| Aim of the task |
Only a number is expected here: the count of lines in this data where "record" occurs.

| Material provided |
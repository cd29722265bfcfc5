//! Spendable outputs as reported by the network.

use kas_script::ScriptPublicKey;

use crate::input::TransactionOutpoint;

/// The state of an unspent output that a signature commits to.
#[derive(Clone, Debug, PartialEq, Eq)]
pub struct UtxoEntry {
    /// Amount in sompi.
    pub amount: u64,
    /// The output's own locking script.
    pub script_public_key: ScriptPublicKey,
    /// DAA score of the block that created the output.
    pub block_daa_score: u64,
    /// Whether the output was created by a coinbase transaction.
    pub is_coinbase: bool,
}

/// An unspent output together with the outpoint that identifies it.
///
/// Fetched read-only from the network and consumed exactly once as an input.
#[derive(Clone, Debug, PartialEq, Eq)]
pub struct UnspentOutput {
    pub outpoint: TransactionOutpoint,
    pub entry: UtxoEntry,
}

impl UnspentOutput {
    pub fn new(outpoint: TransactionOutpoint, entry: UtxoEntry) -> Self {
        UnspentOutput { outpoint, entry }
    }

    /// Amount in sompi.
    pub fn amount(&self) -> u64 {
        self.entry.amount
    }
}
//! kas-send: operator tool for the Kaspa treasury wallet.
//!
//! Reads the treasury key and address from the environment
//! (`KASPA_TREASURY_PRIVATE_KEY`, `KASPA_TREASURY_ADDRESS`, optionally
//! `KASPA_API_URL`, `KASPA_FEE_SOMPI`, `KASPA_NETWORK`).

use anyhow::Context;
use clap::{Parser, Subcommand};
use kas_sdk::primitives::chainhash::Hash;
use kas_sdk::rest::{KaspaApi, KaspaRestClient};
use kas_sdk::wallet::{format_sompi, parse_kas, TreasuryConfig, TreasuryWallet};
use tracing::info;

#[derive(Parser)]
#[command(name = "kas-send", about = "Send KAS from the treasury address")]
struct Cli {
    #[command(subcommand)]
    command: Command,
}

#[derive(Subcommand)]
enum Command {
    /// Sign and submit a payment.
    Send {
        /// Destination address.
        #[arg(long)]
        to: String,
        /// Amount in KAS, e.g. "1.5".
        #[arg(long)]
        amount: String,
    },
    /// Print the treasury balance.
    Balance,
    /// Look up a transaction by id.
    Status {
        /// Hex transaction id.
        txid: String,
    },
    /// Print the node's fee estimate.
    FeeEstimate,
}

#[tokio::main]
async fn main() -> anyhow::Result<()> {
    kas_sdk::init_tracing();
    let cli = Cli::parse();

    let config = TreasuryConfig::from_env()?;
    let client = KaspaRestClient::new(config.rest.clone()).context("building REST client")?;
    let wallet = TreasuryWallet::from_config(client, &config)?;
    info!(
        address = %wallet.address(),
        network = %config.wallet.network,
        api = %config.rest.base_url,
        "treasury wallet ready"
    );

    match cli.command {
        Command::Send { to, amount } => {
            let sompi = parse_kas(&amount)?;
            let id = wallet.send_transaction(&to, sompi).await?;
            println!("{}", id);
        }
        Command::Balance => {
            let balance = wallet.balance().await?;
            println!("{} {} KAS", wallet.address(), format_sompi(balance));
        }
        Command::Status { txid } => {
            let id = Hash::from_hex(&txid).context("parsing transaction id")?;
            match wallet.get_transaction(&id).await? {
                Some(record) => {
                    let accepted = record.is_accepted.unwrap_or(false);
                    println!("{} accepted={}", record.transaction_id, accepted);
                    if let Some(block) = record.accepting_block_hash {
                        println!("accepting block {}", block);
                    }
                }
                None => println!("{} not found", txid),
            }
        }
        Command::FeeEstimate => {
            let estimate = wallet.api().get_fee_estimate().await?;
            println!("priority {} sompi/gram", estimate.priority_bucket.feerate);
            for bucket in &estimate.normal_buckets {
                println!("normal   {} sompi/gram ({}s)", bucket.feerate, bucket.estimated_seconds);
            }
            for bucket in &estimate.low_buckets {
                println!("low      {} sompi/gram ({}s)", bucket.feerate, bucket.estimated_seconds);
            }
        }
    }
    Ok(())
}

| Solution below |
4